Eduwonkette blogs regularly at Education Week about national policy and research. At GothamSchools, she’ll be contributing her perspective on New York City schools data.
eduwonkette flies over to GothamSchools: NYC Graduation Rates…
NYC Readers - Wondering what’s going on with the graduation rates that were released this week? Head on over to GothamSchools, where I will be posting occasionally on NYC education issues, and check out a map of 4-year cohort graduation……
Your district map for high school graduation can be misleading. Many – maybe even most — high school students go to high schools outside of their geographical district: there really is a system of choice at the high schools. D26 and D31 [Staten Island] are more exceptions rather than rules. The best illustration is that D13 appears at the top of your measures, when nothing else out of that district would indicate a superior level of education. The reason why? It has very few high schools, and one of that few – Brooklyn Tech – produces a great many graduates. Of course, Tech draws only a fraction of its students from D13.
Hi Leo,
Point well taken - but I do believe the map demonstrates that, on average, a very strong predictor of graduation rates continues to be the socioeconomic status of the neighborhood. Though there is a citywide market for high school education formally, I suspect that the majority of students who reside in low-income neighborhoods attend schools in neighborhoods much like their own, even if they attend high school out of district. Also, what this map does show is that neighborhoods in some of the toughest parts of Brooklyn and the Bronx continue to have very low graduation rates.
leo -
Good point. We always need to be careful about statistics. But the map does show that non-graduating students are being concentrated into economically disadvantaged districts. District 19 = East new York. District 18 = East Flatbush. District 16 =Crown Heights. These kids are largely out of sight out of mind.

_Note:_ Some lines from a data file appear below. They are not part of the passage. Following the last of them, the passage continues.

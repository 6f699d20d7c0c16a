//! HTTP request decoder module
//!
//! Frames exactly one request out of the connection's read buffer. Header parsing is
//! delegated to [`HeaderDecoder`]; once the header is known the body is cut from the
//! buffer according to its [`PayloadSize`].
//!
//! # Example
//!
//! ```
//! use shelf_http::codec::RequestDecoder;
//! use tokio_util::codec::Decoder;
//! use bytes::BytesMut;
//!
//! let mut decoder = RequestDecoder::new();
//! let mut buffer = BytesMut::from("GET /echo/hi HTTP/1.1\r\n\r\n");
//! let request = decoder.decode(&mut buffer).unwrap().unwrap();
//! assert_eq!(request.path(), "/echo/hi");
//! ```

use crate::codec::header::HeaderDecoder;
use crate::protocol::{ParseError, PayloadSize, Request, RequestHeader};
use bytes::{Bytes, BytesMut};
use tokio_util::codec::Decoder;
use tracing::warn;

/// Default budget for one request, header and body together
pub const DEFAULT_MAX_REQUEST_BYTES: usize = 1024;

/// A decoder for a single HTTP request, header and body
///
/// # State Machine
///
/// The decoder maintains its state through the `pending` field:
/// - `None`: Currently parsing headers
/// - `Some((header, payload_size))`: Header parsed, waiting for the body
#[derive(Debug)]
pub struct RequestDecoder {
    header_decoder: HeaderDecoder,
    pending: Option<(RequestHeader, PayloadSize)>,
}

impl RequestDecoder {
    /// Creates a new `RequestDecoder` with the default 1024 byte budget
    pub fn new() -> Self {
        Self::with_max_request_bytes(DEFAULT_MAX_REQUEST_BYTES)
    }

    pub fn with_max_request_bytes(max_request_bytes: usize) -> Self {
        Self { header_decoder: HeaderDecoder::new(max_request_bytes), pending: None }
    }

    pub fn max_request_bytes(&self) -> usize {
        self.header_decoder.max_request_bytes()
    }

    /// Completes a request whose header already arrived, using the buffered bytes as
    /// a truncated body.
    ///
    /// Returns `None` while the header is still incomplete.
    pub fn flush_pending(&mut self, buf: &mut BytesMut) -> Option<Request> {
        let (_, payload_size) = self.pending.as_ref()?;
        warn!(expected = ?payload_size, received = buf.len(), "body did not arrive in full, truncating");
        let body = buf.split().freeze();
        self.finish(body)
    }

    fn finish(&mut self, body: Bytes) -> Option<Request> {
        self.pending.take().map(|(header, _)| header.body(body))
    }
}

impl Default for RequestDecoder {
    fn default() -> Self {
        Self::new()
    }
}

impl Decoder for RequestDecoder {
    type Item = Request;
    type Error = ParseError;

    /// Attempts to decode an HTTP request from the provided buffer
    ///
    /// # Returns
    ///
    /// - `Ok(Some(request))`: header and body are complete
    /// - `Ok(None)`: Need more data to proceed
    /// - `Err(_)`: Encountered a parsing error
    fn decode(&mut self, src: &mut BytesMut) -> Result<Option<Self::Item>, Self::Error> {
        let payload_size = match &self.pending {
            Some((_, payload_size)) => *payload_size,
            None => match self.header_decoder.decode(src)? {
                Some((header, payload_size)) => {
                    self.pending = Some((header, payload_size));
                    payload_size
                }
                None => return Ok(None),
            },
        };

        let body = match payload_size {
            PayloadSize::Empty => Bytes::new(),
            PayloadSize::Buffered(limit) => src.split_to(src.len().min(limit)).freeze(),
            PayloadSize::Length(length) if src.len() >= length => src.split_to(length).freeze(),
            PayloadSize::Length(_) => return Ok(None),
        };

        Ok(self.finish(body))
    }

    /// Called once the peer stopped sending.
    ///
    /// A body cut short by the peer is truncated to what arrived; a header cut short
    /// is an error.
    fn decode_eof(&mut self, buf: &mut BytesMut) -> Result<Option<Self::Item>, Self::Error> {
        if let Some(request) = self.decode(buf)? {
            return Ok(Some(request));
        }

        if self.pending.is_some() {
            return Ok(self.flush_pending(buf));
        }

        if buf.is_empty() { Ok(None) } else { Err(ParseError::incomplete(buf.len())) }
    }
}
//! Configuration for the `shelf` binary.
//!
//! Values come from command-line flags and an optional TOML file. A flag that is
//! given wins over the file, and the file wins over the built-in defaults.

use std::path::PathBuf;
use std::time::Duration;

use clap::Parser;
use serde::Deserialize;
use shelf_http::codec::DEFAULT_MAX_REQUEST_BYTES;
use shelf_http::connection::ConnectionConfig;
use thiserror::Error;

pub const DEFAULT_LISTEN: &str = "0.0.0.0:4221";
pub const DEFAULT_MAX_CONNECTIONS: usize = 1024;
pub const DEFAULT_TIMEOUT_SECS: u64 = 10;
pub const DEFAULT_LOG_LEVEL: &str = "info";

/// Command-line arguments
#[derive(Parser, Debug, Default)]
#[command(name = "shelf", version, about = "A tiny HTTP/1.1 file and echo server", long_about = None)]
pub struct CliArgs {
    /// Path to TOML configuration file
    #[arg(short, long)]
    pub config: Option<PathBuf>,

    /// Directory served under /files/
    #[arg(long)]
    pub directory: Option<PathBuf>,

    /// Address to bind to [default: 0.0.0.0:4221]
    #[arg(short, long)]
    pub listen: Option<String>,

    /// Maximum number of connections served at once [default: 1024]
    #[arg(long)]
    pub max_connections: Option<usize>,

    /// Byte budget for one request, header and body together [default: 1024]
    #[arg(long)]
    pub max_request_bytes: Option<usize>,

    /// Seconds a peer has to send its request [default: 10]
    #[arg(long, value_name = "SECS")]
    pub read_timeout: Option<u64>,

    /// Seconds allowed for writing the response [default: 10]
    #[arg(long, value_name = "SECS")]
    pub write_timeout: Option<u64>,

    /// Log level (trace, debug, info, warn, error) [default: info]
    #[arg(long)]
    pub log_level: Option<String>,
}

/// TOML configuration file structure
#[derive(Debug, Deserialize, Default)]
#[serde(deny_unknown_fields)]
pub struct TomlConfig {
    #[serde(default)]
    pub server: ServerSection,
    #[serde(default)]
    pub storage: StorageSection,
    #[serde(default)]
    pub logging: LoggingSection,
}

#[derive(Debug, Deserialize)]
#[serde(default, deny_unknown_fields)]
pub struct ServerSection {
    pub listen: String,
    pub max_connections: usize,
    pub max_request_bytes: usize,
    pub read_timeout_secs: u64,
    pub write_timeout_secs: u64,
}

impl Default for ServerSection {
    fn default() -> Self {
        Self {
            listen: DEFAULT_LISTEN.to_string(),
            max_connections: DEFAULT_MAX_CONNECTIONS,
            max_request_bytes: DEFAULT_MAX_REQUEST_BYTES,
            read_timeout_secs: DEFAULT_TIMEOUT_SECS,
            write_timeout_secs: DEFAULT_TIMEOUT_SECS,
        }
    }
}

#[derive(Debug, Deserialize, Default)]
#[serde(default, deny_unknown_fields)]
pub struct StorageSection {
    pub directory: Option<PathBuf>,
}

#[derive(Debug, Deserialize)]
#[serde(default, deny_unknown_fields)]
pub struct LoggingSection {
    pub level: String,
}

impl Default for LoggingSection {
    fn default() -> Self {
        Self { level: DEFAULT_LOG_LEVEL.to_string() }
    }
}

/// Resolved configuration
#[derive(Debug, Clone, PartialEq, Eq)]
pub struct Config {
    pub listen: String,
    pub directory: Option<PathBuf>,
    pub max_connections: usize,
    pub max_request_bytes: usize,
    pub read_timeout: Duration,
    pub write_timeout: Duration,
    pub log_level: String,
}

impl Default for Config {
    fn default() -> Self {
        Self::merge(CliArgs::default(), TomlConfig::default())
    }
}

#[derive(Debug, Error)]
pub enum ConfigError {
    #[error("failed to read config file '{}': {source}", .path.display())]
    FileRead { path: PathBuf, source: std::io::Error },

    #[error("failed to parse config file '{}': {source}", .path.display())]
    TomlParse { path: PathBuf, source: toml::de::Error },

    #[error("invalid configuration: {0}")]
    Invalid(String),
}

impl Config {
    /// Loads configuration from the process arguments and the optional TOML file.
    pub fn load() -> Result<Self, ConfigError> {
        Self::from_args(CliArgs::parse())
    }

    pub fn from_args(cli: CliArgs) -> Result<Self, ConfigError> {
        let toml_config = match cli.config.as_ref() {
            Some(path) => {
                let contents = std::fs::read_to_string(path)
                    .map_err(|source| ConfigError::FileRead { path: path.clone(), source })?;
                toml::from_str(&contents).map_err(|source| ConfigError::TomlParse { path: path.clone(), source })?
            }
            None => TomlConfig::default(),
        };

        let config = Self::merge(cli, toml_config);
        config.validate()?;
        Ok(config)
    }

    fn merge(cli: CliArgs, file: TomlConfig) -> Self {
        Config {
            listen: cli.listen.unwrap_or(file.server.listen),
            directory: cli.directory.or(file.storage.directory),
            max_connections: cli.max_connections.unwrap_or(file.server.max_connections),
            max_request_bytes: cli.max_request_bytes.unwrap_or(file.server.max_request_bytes),
            read_timeout: Duration::from_secs(cli.read_timeout.unwrap_or(file.server.read_timeout_secs)),
            write_timeout: Duration::from_secs(cli.write_timeout.unwrap_or(file.server.write_timeout_secs)),
            log_level: cli.log_level.unwrap_or(file.logging.level),
        }
    }

    fn validate(&self) -> Result<(), ConfigError> {
        let zero = [
            ("max_connections", self.max_connections == 0),
            ("max_request_bytes", self.max_request_bytes == 0),
            ("read_timeout", self.read_timeout.is_zero()),
            ("write_timeout", self.write_timeout.is_zero()),
        ];
        match zero.iter().find(|(_, is_zero)| *is_zero) {
            Some((name, _)) => Err(ConfigError::Invalid(format!("{name} must be greater than zero"))),
            None => Ok(()),
        }
    }

    pub fn connection_config(&self) -> ConnectionConfig {
        ConnectionConfig {
            max_request_bytes: self.max_request_bytes,
            read_timeout: self.read_timeout,
            write_timeout: self.write_timeout,
        }
    }
}

#[cfg(test)]
mod tests {
    use super::*;
    use indoc::indoc;

    #[test]
    fn defaults() {
        let config = Config::from_args(CliArgs::parse_from(["shelf"])).unwrap();

        assert_eq!(config, Config::default());
        assert_eq!(config.listen, "0.0.0.0:4221");
        assert_eq!(config.directory, None);
        assert_eq!(config.connection_config(), ConnectionConfig::default());
        assert_eq!(config.max_connections, 1024);
        assert_eq!(config.log_level, "info");
    }

    #[test]
    fn parse_toml() {
        let file: TomlConfig = toml::from_str(indoc! {r#"
            [server]
            listen = "127.0.0.1:8080"
            max_request_bytes = 4096

            [storage]
            directory = "/srv/files"
        "#})
        .unwrap();

        assert_eq!(file.server.listen, "127.0.0.1:8080");
        assert_eq!(file.server.max_request_bytes, 4096);
        assert_eq!(file.server.max_connections, DEFAULT_MAX_CONNECTIONS);
        assert_eq!(file.storage.directory, Some(PathBuf::from("/srv/files")));
        assert_eq!(file.logging.level, "info");
    }

    #[test]
    fn unknown_keys_are_rejected() {
        let result = toml::from_str::<TomlConfig>(indoc! {r#"
            [server]
            port = 4221
        "#});

        assert!(result.is_err());
    }

    #[test]
    fn cli_overrides_file() {
        let file: TomlConfig = toml::from_str(indoc! {r#"
            [server]
            listen = "127.0.0.1:8080"
            read_timeout_secs = 30

            [logging]
            level = "debug"
        "#})
        .unwrap();
        let cli = CliArgs::parse_from(["shelf", "--listen", "127.0.0.1:9000", "--directory", "/tmp/shelf"]);

        let config = Config::merge(cli, file);

        assert_eq!(config.listen, "127.0.0.1:9000");
        assert_eq!(config.directory, Some(PathBuf::from("/tmp/shelf")));
        assert_eq!(config.read_timeout, Duration::from_secs(30));
        assert_eq!(config.write_timeout, Duration::from_secs(10));
        assert_eq!(config.log_level, "debug");
    }

    #[test]
    fn zero_limits_are_invalid() {
        let cli = CliArgs::parse_from(["shelf", "--max-request-bytes", "0"]);

        assert!(matches!(Config::from_args(cli), Err(ConfigError::Invalid(_))));
    }

    #[test]
    fn missing_config_file() {
        let cli = CliArgs::parse_from(["shelf", "-c", "/nonexistent/shelf.toml"]);

        assert!(matches!(Config::from_args(cli), Err(ConfigError::FileRead { .. })));
    }
}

I agree, Leo, that you have to be careful about what inferences you draw from this map — like you, I saw immediately how Brooklyn Tech skewed the District 13 average. The strongest conclusion you can draw, I think, is that motivated students in some parts of the Bronx and eastern Brooklyn must travel long distances in order to have a decent chance of going to a school where they will be likely to graduate in four years. And students in those areas who are not motivated to travel long distances have a high likelihood of winding up at a school with a very low graduation rate.
As a high school teacher in Dist. 7, (the South Bronx) I am very happy that my district posted greater than 50% graduation rates…I thought the rates were lower!